• **What you will do**
Down to the final character, output the records below as they stand.

• **Extracted records**
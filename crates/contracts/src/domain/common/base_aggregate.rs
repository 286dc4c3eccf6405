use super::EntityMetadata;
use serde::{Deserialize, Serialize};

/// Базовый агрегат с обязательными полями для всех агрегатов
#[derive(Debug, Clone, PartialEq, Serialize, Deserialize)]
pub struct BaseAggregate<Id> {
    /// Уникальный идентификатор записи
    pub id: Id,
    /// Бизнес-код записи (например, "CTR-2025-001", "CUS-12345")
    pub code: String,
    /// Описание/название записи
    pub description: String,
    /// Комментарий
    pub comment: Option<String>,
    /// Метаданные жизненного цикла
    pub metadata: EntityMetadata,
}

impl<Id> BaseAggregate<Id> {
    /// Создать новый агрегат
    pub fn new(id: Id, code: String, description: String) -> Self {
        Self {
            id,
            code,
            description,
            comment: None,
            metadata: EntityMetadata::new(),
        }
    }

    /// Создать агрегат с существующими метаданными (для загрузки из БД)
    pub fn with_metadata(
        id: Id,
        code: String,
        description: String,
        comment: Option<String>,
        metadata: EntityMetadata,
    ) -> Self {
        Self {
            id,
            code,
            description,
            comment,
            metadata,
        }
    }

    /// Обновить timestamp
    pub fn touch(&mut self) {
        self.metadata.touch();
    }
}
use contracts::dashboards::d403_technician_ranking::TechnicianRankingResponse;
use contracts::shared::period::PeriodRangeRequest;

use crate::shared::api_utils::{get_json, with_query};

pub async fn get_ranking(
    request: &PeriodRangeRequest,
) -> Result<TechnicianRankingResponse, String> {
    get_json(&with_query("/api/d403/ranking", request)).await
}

• **Solution to this problem**
filename crates/contracts/src/domain/common/base_aggregate.rs
repository 286dc4c3eccf6405
use super::EntityMetadata;
use serde::{Deserialize, Serialize};

/// Базовый агрегат с обязательными полями для всех агрегатов
#[derive(Debug, Clone, PartialEq, Serialize, Deserialize)]
pub struct BaseAggregate<Id> {
    /// Уникальный идентификатор записи
    pub id: Id,
    /// Бизнес-код записи (например, "CTR-2025-001", "CUS-12345")
    pub code: String,
    /// Описание/название записи
    pub description: String,
    /// Комментарий
    pub comment: Option<String>,
    /// Метаданные жизненного цикла
    pub metadata: EntityMetadata,
}

impl<Id> BaseAggregate<Id> {
    /// Создать новый агрегат
    pub fn new(id: Id, code: String, description: String) -> Self {
        Self {
            id,
            code,
            description,
            comment: None,
            metadata: EntityMetadata::new(),
        }
    }

    /// Создать агрегат с существующими метаданными (для загрузки из БД)
    pub fn with_metadata(
        id: Id,
        code: String,
        description: String,
        comment: Option<String>,
        metadata: EntityMetadata,
    ) -> Self {
        Self {
            id,
            code,
            description,
            comment,
            metadata,
        }
    }

    /// Обновить timestamp
    pub fn touch(&mut self) {
        self.metadata.touch();
    }
}
use contracts::dashboards::d403_technician_ranking::TechnicianRankingResponse;
use contracts::shared::period::PeriodRangeRequest;

use crate::shared::api_utils::{get_json, with_query};

pub async fn get_ranking(
    request: &PeriodRangeRequest,
) -> Result<TechnicianRankingResponse, String> {
    get_json(&with_query("/api/d403/ranking", request)).await
}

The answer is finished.